Fontana's piece "Fluid Field" involved a projected playing field that shifted shape and size, eluding any fixed definition of the body. According to the concept, regular sports fields reinforce binary categories—male or female, adult or child, able-bodied or disabled—and thus separate bodies into fixed groups. This installation subverted that. It created a pitch in flux, where players had to adapt constantly. It asked whether it is the field shaping the players—or the players shaping the field.
Another deeply intense experience came from the Nordic Pavilion, curated by a trans artist as well—Teo Ala-Ruona. The atmosphere was haunting, raw, almost terrifying. This wasn’t just an architectural space—it was an embodiment of a violated, trembling body. The elements were aggressive: huge, looming syringes; a broken-down car; graffiti scribbled across glass; a feeling of invasion and exposure. It felt like architecture was being reimagined through the pain of the body, not just as a backdrop, but as an active participant in trauma. The whole pavilion vibrated with discomfort, and I couldn’t look away. It was impressive in the most visceral sense of the word.
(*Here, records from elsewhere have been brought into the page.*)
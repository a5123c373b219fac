//! Pure pricing functions for the constant-product curve.
//!
//! Nothing in this module reads or writes pool state: every function takes
//! the reserves it needs as arguments and is fully reproducible from them.
//! The pool calls these to *decide* a transition, then commits the result.
//!
//! # Rounding
//!
//! Every quotient is floored except [`swap_input_for_output`], which
//! rounds the required input up.  Both directions leave the remainder in
//! the pool.
//!
//! # Width
//!
//! Products are formed in 256-bit (two factors) or 512-bit (three
//! factors) integers, so no intermediate can overflow for any `u128`
//! input.  A result that cannot be represented as `u128` is reported as
//! [`AmmError::Overflow`].

use crate::domain::{Amount, FeeTier, Rounding, Shares, BPS_DENOMINATOR};
use crate::error::{AmmError, Result};
use crate::math::{mul_div, narrow_u512, U512};

/// Token amount that must accompany `base_in` to keep the reserve ratio.
///
/// `token_required = ⌊base_in × token_reserve / base_reserve⌋`
///
/// Only meaningful for an active pool; an empty pool takes whatever ratio
/// the first depositor supplies.
///
/// # Examples
///
/// ```
/// use lp_exchange::domain::Amount;
/// use lp_exchange::pricing::token_amount_for_base;
///
/// let t = token_amount_for_base(Amount::new(10), Amount::new(100), Amount::new(200));
/// assert_eq!(t.ok(), Some(Amount::new(20)));
/// ```
///
/// # Errors
///
/// - [`AmmError::DivisionByZero`] if `base_reserve` is zero.
/// - [`AmmError::Overflow`] if the quotient exceeds `u128`.
pub fn token_amount_for_base(
    base_in: Amount,
    base_reserve: Amount,
    token_reserve: Amount,
) -> Result<Amount> {
    mul_div(
        base_in.get(),
        token_reserve.get(),
        base_reserve.get(),
        Rounding::Down,
    )
    .map(Amount::new)
}

/// Shares minted for a proportional deposit of `base_in`.
///
/// `shares = ⌊total_shares × base_in / base_reserve⌋`
///
/// # Errors
///
/// - [`AmmError::DivisionByZero`] if `base_reserve` is zero.
/// - [`AmmError::Overflow`] if the quotient exceeds `u128`.
pub fn shares_for_deposit(
    base_in: Amount,
    base_reserve: Amount,
    total_shares: Shares,
) -> Result<Shares> {
    mul_div(
        total_shares.get(),
        base_in.get(),
        base_reserve.get(),
        Rounding::Down,
    )
    .map(Shares::new)
}

/// Assets released by burning `shares` out of `total_shares`.
///
/// `base_out = ⌊base_reserve × shares / total_shares⌋`, and likewise for
/// the token.  `total_shares` must be the supply **before** the burn.
///
/// # Examples
///
/// ```
/// use lp_exchange::domain::{Amount, Shares};
/// use lp_exchange::pricing::withdraw_amounts;
///
/// let out = withdraw_amounts(Shares::new(5), Shares::new(55), Amount::new(110), Amount::new(220));
/// assert_eq!(out.ok(), Some((Amount::new(10), Amount::new(20))));
/// ```
///
/// # Errors
///
/// [`AmmError::InsufficientSupply`] if `total_shares` is zero or smaller
/// than `shares`.
pub fn withdraw_amounts(
    shares: Shares,
    total_shares: Shares,
    base_reserve: Amount,
    token_reserve: Amount,
) -> Result<(Amount, Amount)> {
    if total_shares.is_zero() || shares > total_shares {
        return Err(AmmError::InsufficientSupply);
    }
    // shares <= total_shares, so both quotients are bounded by the reserve.
    let base_out = mul_div(
        base_reserve.get(),
        shares.get(),
        total_shares.get(),
        Rounding::Down,
    )?;
    let token_out = mul_div(
        token_reserve.get(),
        shares.get(),
        total_shares.get(),
        Rounding::Down,
    )?;
    Ok((Amount::new(base_out), Amount::new(token_out)))
}

/// Output of selling `amount_in` into the pool.
///
/// With `net = amount_in × (10 000 − fee_bps)`:
///
/// ```text
/// amount_out = ⌊ net × reserve_out / (reserve_in × 10 000 + net) ⌋
/// ```
///
/// For a zero fee this reduces to
/// `⌊amount_in × reserve_out / (reserve_in + amount_in)⌋`.  The floor
/// guarantees `(reserve_in + amount_in) × (reserve_out − amount_out) ≥
/// reserve_in × reserve_out`.
///
/// # Examples
///
/// ```
/// use lp_exchange::domain::{Amount, FeeTier};
/// use lp_exchange::pricing::swap_output;
///
/// let out = swap_output(Amount::new(100), Amount::new(1_000), Amount::new(1_000), FeeTier::ZERO);
/// assert_eq!(out.ok(), Some(Amount::new(90)));
/// ```
///
/// # Errors
///
/// - [`AmmError::EmptyPool`] if either reserve is zero.
/// - [`AmmError::InvalidQuantity`] if `amount_in` is zero.
/// - [`AmmError::InvalidFee`] if the fee is 100 % or more.
pub fn swap_output(
    amount_in: Amount,
    reserve_in: Amount,
    reserve_out: Amount,
    fee: FeeTier,
) -> Result<Amount> {
    if reserve_in.is_zero() || reserve_out.is_zero() {
        return Err(AmmError::EmptyPool);
    }
    if amount_in.is_zero() {
        return Err(AmmError::InvalidQuantity("swap input must be non-zero"));
    }
    fee.validate()?;

    let net = U512::from(amount_in.get()) * U512::from(fee.basis_points().complement());
    let numerator = net * U512::from(reserve_out.get());
    let denominator = U512::from(reserve_in.get()) * U512::from(BPS_DENOMINATOR) + net;
    // amount_out < reserve_out always, so narrowing cannot fail in practice.
    narrow_u512(numerator / denominator, "swap output exceeds u128").map(Amount::new)
}

/// Smallest input whose [`swap_output`] is at least `amount_out`.
///
/// ```text
/// amount_in = ⌈ amount_out × reserve_in × 10 000
///              / ((reserve_out − amount_out) × (10 000 − fee_bps)) ⌉
/// ```
///
/// # Errors
///
/// - [`AmmError::EmptyPool`] if either reserve is zero.
/// - [`AmmError::InvalidQuantity`] if `amount_out` is zero.
/// - [`AmmError::InvalidFee`] if the fee is 100 % or more.
/// - [`AmmError::InsufficientLiquidity`] if `amount_out ≥ reserve_out`.
/// - [`AmmError::Overflow`] if the required input exceeds `u128`.
pub fn swap_input_for_output(
    amount_out: Amount,
    reserve_in: Amount,
    reserve_out: Amount,
    fee: FeeTier,
) -> Result<Amount> {
    if reserve_in.is_zero() || reserve_out.is_zero() {
        return Err(AmmError::EmptyPool);
    }
    if amount_out.is_zero() {
        return Err(AmmError::InvalidQuantity("swap output must be non-zero"));
    }
    fee.validate()?;
    if amount_out >= reserve_out {
        return Err(AmmError::InsufficientLiquidity);
    }

    let numerator = U512::from(amount_out.get())
        * U512::from(reserve_in.get())
        * U512::from(BPS_DENOMINATOR);
    let denominator = U512::from(reserve_out.get() - amount_out.get())
        * U512::from(fee.basis_points().complement());
    let (q, r) = numerator.div_mod(denominator);
    let amount_in = if r.is_zero() { q } else { q + U512::one() };
    narrow_u512(amount_in, "required swap input exceeds u128").map(Amount::new)
}
//! Identifier of a pool asset.

use core::fmt;

use serde::{Deserialize, Serialize};

use crate::error::{AmmError, Result};

/// Longest identifier accepted, in bytes.
const MAX_ASSET_ID_LEN: usize = 64;

/// A chain-agnostic asset identifier such as `"ETH"` or a contract
/// address string.
///
/// The core only needs identifiers to be comparable and printable, so any
/// non-empty run of printable ASCII up to 64 bytes is accepted.
///
/// # Examples
///
/// ```
/// use lp_exchange::domain::AssetId;
///
/// let eth = AssetId::new("ETH").expect("valid id");
/// assert_eq!(eth.as_str(), "ETH");
/// assert!(AssetId::new("").is_err());
/// ```
#[derive(Debug, Clone, PartialEq, Eq, PartialOrd, Ord, Hash, Serialize, Deserialize)]
#[serde(try_from = "String", into = "String")]
pub struct AssetId(String);

impl AssetId {
    /// Validates and wraps an identifier.
    ///
    /// # Errors
    ///
    /// Returns [`AmmError::InvalidAsset`] if `id` is empty, longer than 64
    /// bytes, or contains whitespace or non-ASCII characters.
    pub fn new(id: impl Into<String>) -> Result<Self> {
        let id = id.into();
        if id.is_empty() {
            return Err(AmmError::InvalidAsset("asset id must not be empty"));
        }
        if id.len() > MAX_ASSET_ID_LEN {
            return Err(AmmError::InvalidAsset("asset id longer than 64 bytes"));
        }
        if !id.bytes().all(|b| b.is_ascii_graphic()) {
            return Err(AmmError::InvalidAsset(
                "asset id must be printable ASCII without whitespace",
            ));
        }
        Ok(Self(id))
    }

    /// Returns the identifier as a string slice.
    #[must_use]
    pub fn as_str(&self) -> &str {
        &self.0
    }
}

impl TryFrom<String> for AssetId {
    type Error = AmmError;

    fn try_from(value: String) -> Result<Self> {
        Self::new(value)
    }
}

impl From<AssetId> for String {
    fn from(value: AssetId) -> Self {
        value.0
    }
}

impl fmt::Display for AssetId {
    fn fmt(&self, f: &mut fmt::Formatter<'_>) -> fmt::Result {
        f.write_str(&self.0)
    }
}
//! Liquidity management trait extending [`SwapPool`].
//!
//! [`LiquidityPool`] adds share-based liquidity provision on top of the
//! swap functionality provided by [`SwapPool`].
//!
//! # Share Accounting Invariant
//!
//! The total share supply **only** changes through
//! [`LiquidityPool::add_liquidity`] and [`LiquidityPool::remove_liquidity`].
//! Swaps move reserves but never mint or burn.  At every point:
//!
//! ```text
//! total_shares = Σ share_balance(holder)   for all holders
//! ```
//!
//! # Proportionality
//!
//! Deposits and withdrawals keep `base_reserve / token_reserve` unchanged
//! up to the truncation of the operation itself.  Only swaps move the
//! price.

use super::SwapPool;
use crate::domain::{AddLiquidityOutcome, Amount, HolderId, RemoveLiquidityOutcome, Shares};
use crate::error::Result;

/// Trait for pools that issue proportional claim shares.
pub trait LiquidityPool: SwapPool {
    /// Deposits `base_in` plus the matching token amount, capped at
    /// `token_max`, and credits the minted shares to `provider`.
    ///
    /// On an empty pool the deposit is taken verbatim as
    /// `(base_in, token_max)` and fixes the initial price.
    ///
    /// # Errors
    ///
    /// - `InvalidQuantity` if `base_in` is zero, if the first deposit has
    ///   no token side, or if the deposit is too small to mint a share.
    /// - `SlippageExceeded` if the required token amount exceeds
    ///   `token_max`.
    /// - `Overflow` if a reserve or the share supply would exceed `u128`.
    fn add_liquidity(
        &mut self,
        provider: &HolderId,
        base_in: Amount,
        token_max: Amount,
    ) -> Result<AddLiquidityOutcome>;

    /// Burns `shares` held by `holder` and releases the proportional part
    /// of both reserves.
    ///
    /// # Errors
    ///
    /// - `InvalidQuantity` if `shares` is zero.
    /// - `EmptyPool` if no shares are outstanding.
    /// - `InsufficientBalance` if `holder` owns fewer than `shares`.
    fn remove_liquidity(
        &mut self,
        holder: &HolderId,
        shares: Shares,
    ) -> Result<RemoveLiquidityOutcome>;

    /// Returns the outstanding share supply.
    #[must_use]
    fn total_shares(&self) -> Shares;

    /// Returns `holder`'s share balance; zero for unknown holders.
    #[must_use]
    fn share_balance(&self, holder: &HolderId) -> Shares;
}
Ala-Ruona's work, titled "Industry Muscle: Five Scores for Architecture," invited the viewer to reflect on how architecture intersects with bodily experience, especially within a fossil-fuel-driven modernism that often erases or marginalizes non-normative bodies. The work highlighted how fossil-fueled architectural modernism continues to shape norms around health, ability, and body categorization. It proposed five speculative 'scores' or scripts for future architectural practice: impurity, decategorization, performance, technobody, and reuse. I could feel these values pulsing in the space, almost like they were breathing inside those broken-down machines. It also suggested how our built environments are still haunted by the ideology of efficiency and standardization, often at the expense of diversity and care.